Llanos Mansilla, Jorge
Reyes, R. V.
Calcium signaling through store-operated channels (SOC) is involved in hypoxic pulmonary hypertension. We determined whether a treatment with 2-aminoethyldiphenylborinate (2-APB), a compound with SOC blocker activity, reduces pulmonary hypertension and vascular remodeling. Twelve newborn lambs exposed to perinatal chronic hypoxia were studied, six of them received a 2-APB treatment and the other six received vehicle treatment for 10 days in both cases. Throughout this period, we recorded cardiopulmonary variables and on day 11 we evaluated the response to an acute hypoxic challenge. Additionally, we assessed the vasoconstrictor and vasodilator function in isolated pulmonary arteries as well as their remodeling in lung slices. 2-APB reduced pulmonary arterial pressure between the 3rd and 10th days, cardiac output between the 4th and 8th days, and pulmonary vascular resistance at the 10th day of treatment. The pulmonary vasoconstrictor response to acute hypoxia was reduced by the end of treatment. 2-APB also decreased maximal vasoconstrictor response to the thromboxane mimetic U46619 and endothelin-1 and increased maximal relaxation to 8-bromoguanosine 3', 5' -cyclic monophosphate (8-BrcGMP).
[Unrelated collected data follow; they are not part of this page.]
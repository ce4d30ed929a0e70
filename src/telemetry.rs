use tokio::signal;
use tracing::{info, warn};
use tracing_subscriber::{layer::SubscriberExt, util::SubscriberInitExt, EnvFilter};

const DEFAULT_FILTER: &str = "info,hyper=warn,tower_http=info,tokio_modbus=warn";

/// Install the JSON subscriber; `RUST_LOG` overrides the default filter
pub fn init_tracing() {
    let filter = EnvFilter::try_from_default_env().unwrap_or_else(|_| DEFAULT_FILTER.into());
    tracing_subscriber::registry()
        .with(filter)
        .with(tracing_subscriber::fmt::layer().json())
        .init();
}

/// Resolves on Ctrl+C or SIGTERM
pub async fn shutdown_signal() {
    let ctrl_c = async {
        if let Err(e) = signal::ctrl_c().await {
            warn!(error = %e, "Ctrl+C handler unavailable");
            std::future::pending::<()>().await;
        }
    };

    #[cfg(unix)]
    let terminate = async {
        match signal::unix::signal(signal::unix::SignalKind::terminate()) {
            Ok(mut sigterm) => {
                sigterm.recv().await;
            }
            Err(e) => {
                warn!(error = %e, "SIGTERM handler unavailable");
                std::future::pending::<()>().await;
            }
        }
    };
    #[cfg(not(unix))]
    let terminate = std::future::pending::<()>();

    tokio::select! { _ = ctrl_c => {}, _ = terminate => {}, }
    info!("shutdown signal received");
}
//! # Simulated inverter
//!
//! A [`RegisterTransport`] that answers input-register reads with plausible
//! Growatt SPH values, so the monitor can run without hardware.
//!
//! PV follows a daylight bell curve between 06:00 and 18:00 local time, load is a
//! base consumption plus noise, and the battery soaks up the difference within its
//! power limit. The remainder goes to or comes from the grid.

use async_trait::async_trait;
use chrono::{Local, Timelike};
use rand::rngs::StdRng;
use rand::{Rng, SeedableRng};
use std::f64::consts::PI;
use tokio::time::{Duration, Instant};

use crate::modbus::client::{RegisterTransport, TransportError};
use crate::modbus::register_map::{GrowattSphRegisterMap, RegisterMap};

/// Raw power registers count tenths of a watt
const RAW_PER_WATT: f64 = 10.0;

/// How long one generated operating point stays valid
const REFRESH_INTERVAL: Duration = Duration::from_secs(1);

#[derive(Debug, Clone)]
pub struct SimulatedInverterConfig {
    pub peak_pv_w: f64,
    pub base_load_w: f64,
    pub battery_capacity_wh: f64,
    pub battery_max_power_w: f64,
    pub initial_soc_pct: f64,
}

impl Default for SimulatedInverterConfig {
    fn default() -> Self {
        Self {
            peak_pv_w: 6_000.0,
            base_load_w: 400.0,
            battery_capacity_wh: 10_000.0,
            battery_max_power_w: 3_000.0,
            initial_soc_pct: 55.0,
        }
    }
}

/// Instantaneous register values, already in raw device units
#[derive(Debug, Clone, Copy, Default, PartialEq)]
struct OperatingPoint {
    pv_raw: u32,
    grid_raw: i32,
    load_raw: i32,
    soc_pct: u16,
}

pub struct SimulatedInverter {
    config: SimulatedInverterConfig,
    rng: StdRng,
    connected: bool,
    soc_pct: f64,
    point: OperatingPoint,
    refreshed_at: Option<Instant>,
    /// Fixed hour of day for reproducible runs; `None` follows the local clock
    hour_override: Option<f64>,
}

impl SimulatedInverter {
    pub fn new(config: SimulatedInverterConfig) -> Self {
        Self::with_rng(config, StdRng::from_entropy())
    }

    /// Deterministic inverter pinned to one hour of the day
    pub fn seeded(config: SimulatedInverterConfig, seed: u64, hour: f64) -> Self {
        let mut sim = Self::with_rng(config, StdRng::seed_from_u64(seed));
        sim.hour_override = Some(hour);
        sim
    }

    fn with_rng(config: SimulatedInverterConfig, rng: StdRng) -> Self {
        let soc_pct = config.initial_soc_pct.clamp(0.0, 100.0);
        Self {
            config,
            rng,
            connected: false,
            soc_pct,
            point: OperatingPoint::default(),
            refreshed_at: None,
            hour_override: None,
        }
    }

    fn hour_of_day(&self) -> f64 {
        self.hour_override.unwrap_or_else(|| {
            let now = Local::now();
            f64::from(now.hour()) + f64::from(now.minute()) / 60.0
        })
    }

    fn refresh(&mut self) {
        let now = Instant::now();
        let elapsed = match self.refreshed_at {
            Some(at) if now.duration_since(at) < REFRESH_INTERVAL => return,
            Some(at) => now.duration_since(at),
            None => Duration::ZERO,
        };
        self.refreshed_at = Some(now);

        let hour = self.hour_of_day();
        let daylight = if (6.0..18.0).contains(&hour) {
            (PI * (hour - 6.0) / 12.0).sin()
        } else {
            0.0
        };
        let pv_w = self.config.peak_pv_w * daylight * self.rng.gen_range(0.85..1.0);
        let load_w = self.config.base_load_w + self.rng.gen_range(0.0..1_200.0);

        // positive = charging
        let limit = self.config.battery_max_power_w;
        let mut battery_w = (pv_w - load_w).clamp(-limit, limit);
        if (battery_w > 0.0 && self.soc_pct >= 100.0) || (battery_w < 0.0 && self.soc_pct <= 10.0) {
            battery_w = 0.0;
        }
        let hours = elapsed.as_secs_f64() / 3600.0;
        self.soc_pct = (self.soc_pct + battery_w * hours / self.config.battery_capacity_wh * 100.0)
            .clamp(0.0, 100.0);

        // positive = import
        let grid_w = load_w + battery_w - pv_w;

        self.point = OperatingPoint {
            pv_raw: (pv_w * RAW_PER_WATT).round() as u32,
            grid_raw: (grid_w * RAW_PER_WATT).round() as i32,
            load_raw: (load_w * RAW_PER_WATT).round() as i32,
            soc_pct: self.soc_pct.round() as u16,
        };
    }

    /// Register word at `address`; unmapped registers read as zero
    fn word(&self, address: u16) -> u16 {
        let map = GrowattSphRegisterMap;
        let point = self.point;
        let pv = split(point.pv_raw);
        let grid = split(point.grid_raw as u32);
        let load = split(point.load_raw as u32);

        match address {
            a if a == map.pv_power_register() => pv[0],
            a if a == map.pv_power_register() + 1 => pv[1],
            a if a == map.grid_power_register() => grid[0],
            a if a == map.grid_power_register() + 1 => grid[1],
            a if a == map.load_power_register() => load[0],
            a if a == map.load_power_register() + 1 => load[1],
            a if a == map.soc_inverter_register() || a == map.soc_bms_register() => point.soc_pct,
            _ => 0,
        }
    }
}

fn split(value: u32) -> [u16; 2] {
    [(value >> 16) as u16, value as u16]
}

#[async_trait]
impl RegisterTransport for SimulatedInverter {
    fn is_connected(&self) -> bool {
        self.connected
    }

    async fn connect(&mut self) -> Result<(), TransportError> {
        self.connected = true;
        Ok(())
    }

    async fn read_input_registers(
        &mut self,
        address: u16,
        count: u16,
        _unit_id: u8,
    ) -> Result<Vec<u16>, TransportError> {
        if !self.connected {
            return Err(TransportError::Disconnected);
        }
        self.refresh();
        Ok((0..count)
            .map(|offset| self.word(address.wrapping_add(offset)))
            .collect())
    }

    async fn close(&mut self) {
        self.connected = false;
    }
}

#[cfg(test)]
mod tests {
    use super::*;
    use crate::modbus::parser::{decode_s32, decode_u16, decode_u32};

    #[tokio::test]
    async fn test_reads_require_connection() {
        let mut sim = SimulatedInverter::seeded(SimulatedInverterConfig::default(), 7, 12.0);
        assert!(matches!(
            sim.read_input_registers(1, 2, 1).await,
            Err(TransportError::Disconnected)
        ));

        sim.connect().await.unwrap();
        assert!(sim.is_connected());
        sim.close().await;
        assert!(!sim.is_connected());
    }

    #[tokio::test]
    async fn test_midday_values_are_plausible() {
        let config = SimulatedInverterConfig::default();
        let mut sim = SimulatedInverter::seeded(config.clone(), 7, 12.0);
        sim.connect().await.unwrap();

        let pv = decode_u32(&sim.read_input_registers(1, 2, 1).await.unwrap()).unwrap();
        let load = decode_s32(&sim.read_input_registers(1037, 2, 1).await.unwrap()).unwrap();
        let grid = decode_s32(&sim.read_input_registers(1029, 2, 1).await.unwrap()).unwrap();
        let soc = decode_u16(&sim.read_input_registers(1086, 1, 1).await.unwrap()).unwrap();

        let pv_w = f64::from(pv) / RAW_PER_WATT;
        assert!(pv_w > 0.8 * config.peak_pv_w && pv_w <= config.peak_pv_w);
        assert!(load > 0);
        assert!(grid.unsigned_abs() < 100_000);
        assert!(soc <= 100);
    }

    #[tokio::test]
    async fn test_night_has_no_pv() {
        let mut sim = SimulatedInverter::seeded(SimulatedInverterConfig::default(), 3, 23.0);
        sim.connect().await.unwrap();

        let pv = sim.read_input_registers(1, 2, 1).await.unwrap();
        assert_eq!(pv, vec![0, 0]);
    }

    #[tokio::test]
    async fn test_unmapped_registers_read_zero() {
        let mut sim = SimulatedInverter::seeded(SimulatedInverterConfig::default(), 1, 12.0);
        sim.connect().await.unwrap();

        let words = sim.read_input_registers(500, 3, 1).await.unwrap();
        assert_eq!(words, vec![0, 0, 0]);
    }
}
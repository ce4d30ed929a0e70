use chrono::{DateTime, FixedOffset, NaiveDate};
use serde::{Deserialize, Serialize};

/// Energy flows at one polling instant
///
/// Power balance: `battery_net_kw = solar_kw - load_kw - grid_raw_kw`.
/// `grid_raw_kw` keeps the inverter's sign (positive = import, negative = export).
#[derive(Debug, Clone, PartialEq, Serialize, Deserialize)]
pub struct Sample {
    /// Acquisition time, whole seconds
    pub timestamp: DateTime<FixedOffset>,
    pub solar_kw: f64,
    pub load_kw: f64,
    pub grid_raw_kw: f64,
    pub battery_charge_kw: f64,
    pub battery_discharge_kw: f64,
    pub grid_import_kw: f64,
    pub grid_export_kw: f64,
    /// Positive = charging, negative = discharging
    pub battery_net_kw: f64,
    pub soc_inverter_pct: u16,
    pub soc_bms_pct: u16,
    /// At least one register read succeeded during the cycle
    pub connected: bool,
    /// PV, grid or load was unreadable, so the battery terms are zero rather than measured
    pub degraded: bool,
}

impl Sample {
    /// Placeholder returned before the first poll cycle completes
    pub fn disconnected() -> Self {
        Self {
            timestamp: DateTime::<FixedOffset>::default(),
            solar_kw: 0.0,
            load_kw: 0.0,
            grid_raw_kw: 0.0,
            battery_charge_kw: 0.0,
            battery_discharge_kw: 0.0,
            grid_import_kw: 0.0,
            grid_export_kw: 0.0,
            battery_net_kw: 0.0,
            soc_inverter_pct: 0,
            soc_bms_pct: 0,
            connected: false,
            degraded: false,
        }
    }

    /// Calendar date of the acquisition, in the offset the sample was taken in
    pub fn date(&self) -> NaiveDate {
        self.timestamp.date_naive()
    }
}

/// Energy integrals for one calendar day
#[derive(Debug, Clone, PartialEq, Serialize, Deserialize)]
pub struct DailyTotal {
    pub date: NaiveDate,
    pub solar_kwh: f64,
    pub load_kwh: f64,
    pub grid_export_kwh: f64,
    pub grid_import_kwh: f64,
    pub battery_charge_kwh: f64,
    pub battery_discharge_kwh: f64,
    pub count: usize,
}

impl DailyTotal {
    pub fn empty(date: NaiveDate) -> Self {
        Self {
            date,
            solar_kwh: 0.0,
            load_kwh: 0.0,
            grid_export_kwh: 0.0,
            grid_import_kwh: 0.0,
            battery_charge_kwh: 0.0,
            battery_discharge_kwh: 0.0,
            count: 0,
        }
    }

    /// Add one sample, treated as constant power for a whole polling interval
    pub fn accumulate(&mut self, sample: &Sample, interval_hours: f64) {
        self.solar_kwh += sample.solar_kw * interval_hours;
        self.load_kwh += sample.load_kw * interval_hours;
        self.grid_export_kwh += sample.grid_export_kw * interval_hours;
        self.grid_import_kwh += sample.grid_import_kw * interval_hours;
        self.battery_charge_kwh += sample.battery_charge_kw * interval_hours;
        self.battery_discharge_kwh += sample.battery_discharge_kw * interval_hours;
        self.count += 1;
    }
}
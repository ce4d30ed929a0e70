use serde::{Deserialize, Serialize};

/// Decoded register values of one poll cycle; `None` means the read timed out
#[derive(Debug, Clone, Copy, Default, PartialEq, Eq, Serialize, Deserialize)]
pub struct RawReadings {
    /// PV input power, tenths of a watt
    pub pv: Option<u32>,
    /// Grid power, tenths of a watt (positive = import, negative = export)
    pub grid: Option<i32>,
    /// Load power, tenths of a watt
    pub load: Option<i32>,
    pub soc_inverter: Option<u16>,
    pub soc_bms: Option<u16>,
}

impl RawReadings {
    /// PV, grid and load are all present, so the balance can be solved
    pub fn balance_complete(&self) -> bool {
        self.pv.is_some() && self.grid.is_some() && self.load.is_some()
    }

    /// At least one register answered
    pub fn any_present(&self) -> bool {
        self.pv.is_some()
            || self.grid.is_some()
            || self.load.is_some()
            || self.soc_inverter.is_some()
            || self.soc_bms.is_some()
    }
}
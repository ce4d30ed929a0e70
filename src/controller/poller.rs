use chrono::Local;
use std::sync::Arc;
use std::time::Duration;
use tracing::{debug, info, warn};

use crate::config::SharedConfig;
use crate::domain::Sample;
use crate::modbus::reader::ResilientReader;
use crate::modbus::register_map::RegisterMap;
use crate::power_flow::{balance, RawReadings};
use crate::repo::Repositories;

/// The single writer: reads the inverter, balances, stores and logs one sample per cycle
pub struct InverterPoller {
    reader: ResilientReader,
    registers: Box<dyn RegisterMap>,
    cfg: SharedConfig,
    repos: Arc<Repositories>,
}

impl InverterPoller {
    pub fn new(
        reader: ResilientReader,
        registers: Box<dyn RegisterMap>,
        cfg: SharedConfig,
        repos: Arc<Repositories>,
    ) -> Self {
        Self {
            reader,
            registers,
            cfg,
            repos,
        }
    }

    /// Poll forever, sleeping the configured interval between cycles
    pub async fn run(mut self) {
        {
            let cfg = self.cfg.read();
            info!(
                host = %cfg.modbus.host,
                port = cfg.modbus.port,
                interval_secs = cfg.polling.interval_secs,
                "starting inverter polling"
            );
        }

        loop {
            self.poll_once().await;
            let interval = self.cfg.read().polling.interval_secs.max(1);
            tokio::time::sleep(Duration::from_secs(interval)).await;
        }
    }

    /// One acquisition cycle; never fails, missing reads degrade the sample
    pub async fn poll_once(&mut self) -> Sample {
        let (unit_id, policy) = {
            let cfg = self.cfg.read();
            (cfg.modbus.unit_id, cfg.modbus.retry_policy())
        };
        self.reader.set_policy(policy);

        // stamped before the reads so retries do not skew it
        let timestamp = Local::now().fixed_offset();
        let readings = self.read_registers(unit_id).await;
        let sample = balance(&readings, timestamp);

        self.repos.history.append(sample.clone());
        persist(&self.repos, &sample).await;

        info!(
            pv_kw = sample.solar_kw,
            load_kw = sample.load_kw,
            grid_kw = sample.grid_raw_kw,
            battery_kw = sample.battery_net_kw,
            soc_pct = sample.soc_bms_pct,
            connected = sample.connected,
            degraded = sample.degraded,
            "poll cycle"
        );
        sample
    }

    async fn read_registers(&mut self, unit_id: u8) -> RawReadings {
        let map = &self.registers;
        let reader = &mut self.reader;
        RawReadings {
            pv: reader.read_u32(map.pv_power_register(), unit_id).await,
            grid: reader.read_s32(map.grid_power_register(), unit_id).await,
            load: reader.read_s32(map.load_power_register(), unit_id).await,
            soc_inverter: reader.read_u16(map.soc_inverter_register(), unit_id).await,
            soc_bms: reader.read_u16(map.soc_bms_register(), unit_id).await,
        }
    }
}

async fn persist(repos: &Repositories, sample: &Sample) {
    let Some(log) = repos.log() else {
        return;
    };
    let row = sample.clone();
    let path = log.path().to_path_buf();
    match tokio::task::spawn_blocking(move || log.append(&row)).await {
        Ok(Ok(())) => debug!(path = %path.display(), "sample logged"),
        Ok(Err(e)) => warn!(error = %e, "failed to append sample to log"),
        Err(e) => warn!(error = %e, "log append task failed"),
    }
}
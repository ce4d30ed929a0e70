//! End-to-end reads through the real `tokio-modbus` client against an in-process
//! Modbus TCP server that serves input registers.
#![cfg(feature = "modbus")]

use parking_lot::RwLock;
use std::collections::HashMap;
use std::net::SocketAddr;
use std::sync::atomic::{AtomicUsize, Ordering};
use std::sync::Arc;
use std::time::Duration;
use tokio::io::{AsyncReadExt, AsyncWriteExt};
use tokio::net::{TcpListener, TcpStream};
use tokio::time::Instant;

use growatt_monitor::config::Config;
use growatt_monitor::controller::InverterPoller;
use growatt_monitor::modbus::client::ModbusTcpTransport;
use growatt_monitor::modbus::reader::{ResilientReader, RetryPolicy};
use growatt_monitor::modbus::register_map::GrowattSphRegisterMap;
use growatt_monitor::repo::Repositories;

const READ_INPUT_REGISTERS: u8 = 0x04;
const ILLEGAL_FUNCTION: u8 = 0x01;
const ILLEGAL_DATA_VALUE: u8 = 0x03;

/// Input-register-only Modbus TCP server
struct MockModbusServer {
    input_registers: RwLock<HashMap<u16, u16>>,
    /// Connections to hang up on right after accepting
    drop_connections: AtomicUsize,
    accepted: AtomicUsize,
}

impl MockModbusServer {
    fn new() -> Arc<Self> {
        Arc::new(Self {
            input_registers: RwLock::new(HashMap::new()),
            drop_connections: AtomicUsize::new(0),
            accepted: AtomicUsize::new(0),
        })
    }

    fn set_input_registers(&self, start_address: u16, values: &[u16]) {
        let mut registers = self.input_registers.write();
        for (i, &value) in values.iter().enumerate() {
            registers.insert(start_address + i as u16, value);
        }
    }

    /// Load a Growatt SPH operating point: PV 300 W, grid -50 W, load 200 W
    fn load_growatt_snapshot(&self) {
        let grid = (-500i32) as u32;
        self.set_input_registers(1, &[0, 3000]);
        self.set_input_registers(1029, &[(grid >> 16) as u16, grid as u16]);
        self.set_input_registers(1037, &[0, 2000]);
        self.set_input_registers(1014, &[54]);
        self.set_input_registers(1086, &[55]);
    }

    async fn start(self: &Arc<Self>) -> SocketAddr {
        let listener = TcpListener::bind("127.0.0.1:0").await.unwrap();
        let addr = listener.local_addr().unwrap();
        let server = Arc::clone(self);
        tokio::spawn(async move {
            while let Ok((stream, _)) = listener.accept().await {
                server.accepted.fetch_add(1, Ordering::SeqCst);
                let pending = server.drop_connections.load(Ordering::SeqCst);
                if pending > 0 {
                    server.drop_connections.store(pending - 1, Ordering::SeqCst);
                    drop(stream);
                    continue;
                }
                let server = Arc::clone(&server);
                tokio::spawn(async move {
                    let _ = server.handle_connection(stream).await;
                });
            }
        });
        addr
    }

    async fn handle_connection(&self, mut stream: TcpStream) -> std::io::Result<()> {
        loop {
            let mut header = [0u8; 7];
            stream.read_exact(&mut header).await?;
            let length = u16::from_be_bytes([header[4], header[5]]) as usize;
            let mut pdu = vec![0u8; length.saturating_sub(1)];
            stream.read_exact(&mut pdu).await?;

            let response_pdu = self.process_pdu(&pdu);
            let mut response = Vec::with_capacity(7 + response_pdu.len());
            // echo transaction and protocol id
            response.extend_from_slice(&header[0..4]);
            response.extend_from_slice(&((response_pdu.len() + 1) as u16).to_be_bytes());
            response.push(header[6]);
            response.extend_from_slice(&response_pdu);
            stream.write_all(&response).await?;
        }
    }

    fn process_pdu(&self, pdu: &[u8]) -> Vec<u8> {
        match pdu {
            [READ_INPUT_REGISTERS, a0, a1, q0, q1] => {
                let start_address = u16::from_be_bytes([*a0, *a1]);
                let quantity = u16::from_be_bytes([*q0, *q1]);
                if quantity == 0 || quantity > 125 {
                    return vec![READ_INPUT_REGISTERS | 0x80, ILLEGAL_DATA_VALUE];
                }
                let registers = self.input_registers.read();
                let mut response = vec![READ_INPUT_REGISTERS, (quantity * 2) as u8];
                for i in 0..quantity {
                    let value = registers
                        .get(&start_address.wrapping_add(i))
                        .copied()
                        .unwrap_or(0);
                    response.extend_from_slice(&value.to_be_bytes());
                }
                response
            }
            [function, ..] => vec![function | 0x80, ILLEGAL_FUNCTION],
            [] => vec![0x80, ILLEGAL_FUNCTION],
        }
    }
}

fn reader_for(addr: SocketAddr, policy: RetryPolicy) -> ResilientReader {
    let transport = ModbusTcpTransport::with_timeout(
        addr.ip().to_string(),
        addr.port(),
        Duration::from_millis(500),
    );
    ResilientReader::new(Box::new(transport), policy)
}

fn quick_policy() -> RetryPolicy {
    RetryPolicy {
        timeout: Duration::from_secs(2),
        retry_delay: Duration::from_millis(50),
    }
}

#[tokio::test]
async fn test_typed_reads_over_tcp() {
    let server = MockModbusServer::new();
    server.load_growatt_snapshot();
    let addr = server.start().await;
    let mut reader = reader_for(addr, quick_policy());

    assert_eq!(reader.read_u32(1, 1).await, Some(3000));
    assert_eq!(reader.read_s32(1029, 1).await, Some(-500));
    assert_eq!(reader.read_s32(1037, 1).await, Some(2000));
    assert_eq!(reader.read_u16(1086, 1).await, Some(55));
    assert!(reader.is_connected());
    assert_eq!(server.accepted.load(Ordering::SeqCst), 1);
}

#[tokio::test]
async fn test_reconnects_after_dropped_connection() {
    let server = MockModbusServer::new();
    server.load_growatt_snapshot();
    server.drop_connections.store(1, Ordering::SeqCst);
    let addr = server.start().await;
    let mut reader = reader_for(addr, quick_policy());

    assert_eq!(reader.read_u16(1014, 1).await, Some(54));
    assert_eq!(server.accepted.load(Ordering::SeqCst), 2);
}

#[tokio::test]
async fn test_unreachable_device_times_out() {
    // grab a free port, then stop listening on it
    let addr = {
        let listener = TcpListener::bind("127.0.0.1:0").await.unwrap();
        listener.local_addr().unwrap()
    };
    let policy = RetryPolicy {
        timeout: Duration::from_millis(300),
        retry_delay: Duration::from_millis(50),
    };
    let mut reader = reader_for(addr, policy);

    let started = Instant::now();
    let result = reader.read(1, 2, 1).await;
    let elapsed = started.elapsed();

    assert_eq!(result, None);
    assert!(elapsed >= policy.timeout);
    assert!(elapsed < Duration::from_secs(2));
}

#[tokio::test]
async fn test_poll_cycle_against_device() {
    let server = MockModbusServer::new();
    server.load_growatt_snapshot();
    let addr = server.start().await;
    let dir = tempfile::tempdir().unwrap();

    let mut cfg = Config::default();
    cfg.modbus.host = addr.ip().to_string();
    cfg.modbus.port = addr.port();
    cfg.modbus.retry_timeout_secs = 2;
    cfg.log.file = dir.path().join("growatt_log.csv").display().to_string();
    let repos = Arc::new(Repositories::new(&cfg));
    let policy = cfg.modbus.retry_policy();

    let mut poller = InverterPoller::new(
        reader_for(addr, policy),
        Box::new(GrowattSphRegisterMap),
        Arc::new(RwLock::new(cfg)),
        Arc::clone(&repos),
    );
    let sample = poller.poll_once().await;

    assert!(sample.connected);
    assert!(!sample.degraded);
    assert_eq!(sample.solar_kw, 0.3);
    assert_eq!(sample.load_kw, 0.2);
    assert_eq!(sample.battery_net_kw, 0.15);
    assert_eq!(sample.grid_export_kw, 0.05);
    assert_eq!((sample.soc_inverter_pct, sample.soc_bms_pct), (54, 55));
    assert_eq!(repos.history.len(), 1);

    let mut logged = Vec::new();
    repos.log().unwrap().scan(|s| logged.push(s)).unwrap();
    assert_eq!(logged.len(), 1);
    assert_eq!(logged[0].battery_net_kw, 0.15);
}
The maximal relaxation and potency to phosphodiesterase-5 and Rhokinase inhibition with sildenafil and fasudil, respectively, were also increased. Finally, 2-APB reduced the medial and adventitial layers' thickness, the expression of alpha-actin, and the percentage of Ki67-positive nuclei of small pulmonary arteries. Taken together, our results indicate that 2-APB reduces pulmonary hypertension, vasoconstrictor responses, and pathological remodeling in pulmonary hypertensive lambs. We conclude that SOC targeting may be a useful strategy for the treatment of neonatal pulmonary hypertension; however, further testing of specific blockers is needed.